▸ **Provided records**:
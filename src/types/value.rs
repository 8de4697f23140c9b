//! Runtime values produced by evaluating expressions.

use std::cmp::Ordering;
use std::collections::BTreeMap;
use std::fmt::{Display, Formatter, Result as FmtResult};
use std::sync::Arc;

use itertools::Itertools;
use serde::{Deserialize, Serialize};
use strum_macros::Display as StrumDisplay;

use crate::error::EvalError;

use super::{Datetime, Decimal, Duration, EntityUid, IpAddr};

/// The type tag of a [`Value`], used in error reporting.
#[derive(Debug, Clone, Copy, PartialEq, Eq, Hash, Serialize, Deserialize, StrumDisplay)]
#[serde(rename_all = "lowercase")]
#[strum(serialize_all = "lowercase")]
pub enum Type {
    Bool,
    Long,
    String,
    Set,
    Record,
    Entity,
    Ipaddr,
    Decimal,
    Datetime,
    Duration,
}

/// An immutable runtime value.
///
/// Sets and records share their contents behind an [`Arc`], so cloning a
/// value never copies its elements. Set equality ignores order and
/// duplicates.
#[derive(Debug, Clone)]
pub enum Value {
    Bool(bool),
    Long(i64),
    String(Arc<str>),
    Set(Arc<Vec<Value>>),
    Record(Arc<BTreeMap<String, Value>>),
    EntityUid(EntityUid),
    IpAddr(IpAddr),
    Decimal(Decimal),
    Datetime(Datetime),
    Duration(Duration),
}

impl Value {
    pub fn set(values: impl IntoIterator<Item = Value>) -> Self {
        Value::Set(Arc::new(values.into_iter().collect()))
    }

    pub fn record<K: Into<String>>(fields: impl IntoIterator<Item = (K, Value)>) -> Self {
        Value::Record(Arc::new(
            fields.into_iter().map(|(k, v)| (k.into(), v)).collect(),
        ))
    }

    pub fn empty_record() -> Self {
        Value::Record(Arc::new(BTreeMap::new()))
    }

    pub fn type_of(&self) -> Type {
        match self {
            Value::Bool(_) => Type::Bool,
            Value::Long(_) => Type::Long,
            Value::String(_) => Type::String,
            Value::Set(_) => Type::Set,
            Value::Record(_) => Type::Record,
            Value::EntityUid(_) => Type::Entity,
            Value::IpAddr(_) => Type::Ipaddr,
            Value::Decimal(_) => Type::Decimal,
            Value::Datetime(_) => Type::Datetime,
            Value::Duration(_) => Type::Duration,
        }
    }

    fn mismatch(&self, expected: Type) -> EvalError {
        EvalError::type_error(&[expected], self.type_of())
    }

    pub fn as_bool(&self) -> Result<bool, EvalError> {
        match self {
            Value::Bool(b) => Ok(*b),
            other => Err(other.mismatch(Type::Bool)),
        }
    }

    pub fn as_long(&self) -> Result<i64, EvalError> {
        match self {
            Value::Long(n) => Ok(*n),
            other => Err(other.mismatch(Type::Long)),
        }
    }

    pub fn as_str(&self) -> Result<&str, EvalError> {
        match self {
            Value::String(s) => Ok(s),
            other => Err(other.mismatch(Type::String)),
        }
    }

    pub fn as_set(&self) -> Result<&[Value], EvalError> {
        match self {
            Value::Set(items) => Ok(items),
            other => Err(other.mismatch(Type::Set)),
        }
    }

    pub fn as_record(&self) -> Result<&BTreeMap<String, Value>, EvalError> {
        match self {
            Value::Record(fields) => Ok(fields),
            other => Err(other.mismatch(Type::Record)),
        }
    }

    pub fn as_entity(&self) -> Result<&EntityUid, EvalError> {
        match self {
            Value::EntityUid(uid) => Ok(uid),
            other => Err(other.mismatch(Type::Entity)),
        }
    }

    pub fn as_ipaddr(&self) -> Result<&IpAddr, EvalError> {
        match self {
            Value::IpAddr(ip) => Ok(ip),
            other => Err(other.mismatch(Type::Ipaddr)),
        }
    }

    pub fn as_decimal(&self) -> Result<Decimal, EvalError> {
        match self {
            Value::Decimal(d) => Ok(*d),
            other => Err(other.mismatch(Type::Decimal)),
        }
    }

    pub fn as_datetime(&self) -> Result<Datetime, EvalError> {
        match self {
            Value::Datetime(d) => Ok(*d),
            other => Err(other.mismatch(Type::Datetime)),
        }
    }

    pub fn as_duration(&self) -> Result<Duration, EvalError> {
        match self {
            Value::Duration(d) => Ok(*d),
            other => Err(other.mismatch(Type::Duration)),
        }
    }

    /// Checked `+` over longs.
    pub fn add(&self, rhs: &Value) -> Result<Value, EvalError> {
        let (a, b) = (self.as_long()?, rhs.as_long()?);
        a.checked_add(b)
            .map(Value::Long)
            .ok_or_else(|| EvalError::overflow("+", &[a, b]))
    }

    /// Checked `-` over longs.
    pub fn sub(&self, rhs: &Value) -> Result<Value, EvalError> {
        let (a, b) = (self.as_long()?, rhs.as_long()?);
        a.checked_sub(b)
            .map(Value::Long)
            .ok_or_else(|| EvalError::overflow("-", &[a, b]))
    }

    /// Checked `*` over longs.
    pub fn mul(&self, rhs: &Value) -> Result<Value, EvalError> {
        let (a, b) = (self.as_long()?, rhs.as_long()?);
        a.checked_mul(b)
            .map(Value::Long)
            .ok_or_else(|| EvalError::overflow("*", &[a, b]))
    }

    /// Checked unary `-` over longs.
    pub fn neg(&self) -> Result<Value, EvalError> {
        let a = self.as_long()?;
        a.checked_neg()
            .map(Value::Long)
            .ok_or_else(|| EvalError::overflow("neg", &[a]))
    }

    /// Orders two values of the same orderable type.
    pub fn compare(&self, rhs: &Value) -> Result<Ordering, EvalError> {
        match (self, rhs) {
            (Value::Long(a), Value::Long(b)) => Ok(a.cmp(b)),
            (Value::Decimal(a), Value::Decimal(b)) => Ok(a.cmp(b)),
            (Value::Datetime(a), Value::Datetime(b)) => Ok(a.cmp(b)),
            (Value::Duration(a), Value::Duration(b)) => Ok(a.cmp(b)),
            _ => Err(EvalError::NotComparable {
                lhs: self.type_of(),
                rhs: rhs.type_of(),
            }),
        }
    }

    pub fn contains(&self, item: &Value) -> Result<bool, EvalError> {
        Ok(self.as_set()?.contains(item))
    }

    pub fn contains_all(&self, other: &Value) -> Result<bool, EvalError> {
        let (haystack, needles) = (self.as_set()?, other.as_set()?);
        Ok(needles.iter().all(|n| haystack.contains(n)))
    }

    pub fn contains_any(&self, other: &Value) -> Result<bool, EvalError> {
        let (haystack, needles) = (self.as_set()?, other.as_set()?);
        Ok(needles.iter().any(|n| haystack.contains(n)))
    }
}

impl PartialEq for Value {
    fn eq(&self, other: &Self) -> bool {
        match (self, other) {
            (Value::Bool(a), Value::Bool(b)) => a == b,
            (Value::Long(a), Value::Long(b)) => a == b,
            (Value::String(a), Value::String(b)) => a == b,
            (Value::Set(a), Value::Set(b)) => {
                Arc::ptr_eq(a, b)
                    || (a.iter().all(|x| b.contains(x)) && b.iter().all(|x| a.contains(x)))
            }
            (Value::Record(a), Value::Record(b)) => Arc::ptr_eq(a, b) || a == b,
            (Value::EntityUid(a), Value::EntityUid(b)) => a == b,
            (Value::IpAddr(a), Value::IpAddr(b)) => a == b,
            (Value::Decimal(a), Value::Decimal(b)) => a == b,
            (Value::Datetime(a), Value::Datetime(b)) => a == b,
            (Value::Duration(a), Value::Duration(b)) => a == b,
            _ => false,
        }
    }
}

impl Eq for Value {}

impl Display for Value {
    fn fmt(&self, f: &mut Formatter<'_>) -> FmtResult {
        match self {
            Value::Bool(b) => write!(f, "{b}"),
            Value::Long(n) => write!(f, "{n}"),
            Value::String(s) => write!(f, "\"{}\"", s.escape_debug()),
            Value::Set(items) => write!(f, "[{}]", items.iter().join(", ")),
            Value::Record(fields) => write!(
                f,
                "{{{}}}",
                fields
                    .iter()
                    .map(|(k, v)| format!("\"{}\": {v}", k.escape_debug()))
                    .join(", ")
            ),
            Value::EntityUid(uid) => write!(f, "{uid}"),
            Value::IpAddr(ip) => write!(f, "ip(\"{ip}\")"),
            Value::Decimal(d) => write!(f, "decimal(\"{d}\")"),
            Value::Datetime(d) => write!(f, "datetime(\"{d}\")"),
            Value::Duration(d) => write!(f, "duration(\"{d}\")"),
        }
    }
}

impl From<bool> for Value {
    fn from(v: bool) -> Self {
        Value::Bool(v)
    }
}

impl From<i64> for Value {
    fn from(v: i64) -> Self {
        Value::Long(v)
    }
}

impl From<&str> for Value {
    fn from(v: &str) -> Self {
        Value::String(Arc::from(v))
    }
}

impl From<String> for Value {
    fn from(v: String) -> Self {
        Value::String(Arc::from(v))
    }
}

impl From<EntityUid> for Value {
    fn from(v: EntityUid) -> Self {
        Value::EntityUid(v)
    }
}

impl From<IpAddr> for Value {
    fn from(v: IpAddr) -> Self {
        Value::IpAddr(v)
    }
}

impl From<Decimal> for Value {
    fn from(v: Decimal) -> Self {
        Value::Decimal(v)
    }
}

impl From<Datetime> for Value {
    fn from(v: Datetime) -> Self {
        Value::Datetime(v)
    }
}

impl From<Duration> for Value {
    fn from(v: Duration) -> Self {
        Value::Duration(v)
    }
}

▸ **Problem**: For the string "needles", show each line of the listing where it appears.

▸ **Solved exercise**:
        let (haystack, needles) = (self.as_set()?, other.as_set()?);
        Ok(needles.iter().all(|n| haystack.contains(n)))
        let (haystack, needles) = (self.as_set()?, other.as_set()?);
        Ok(needles.iter().any(|n| haystack.contains(n)))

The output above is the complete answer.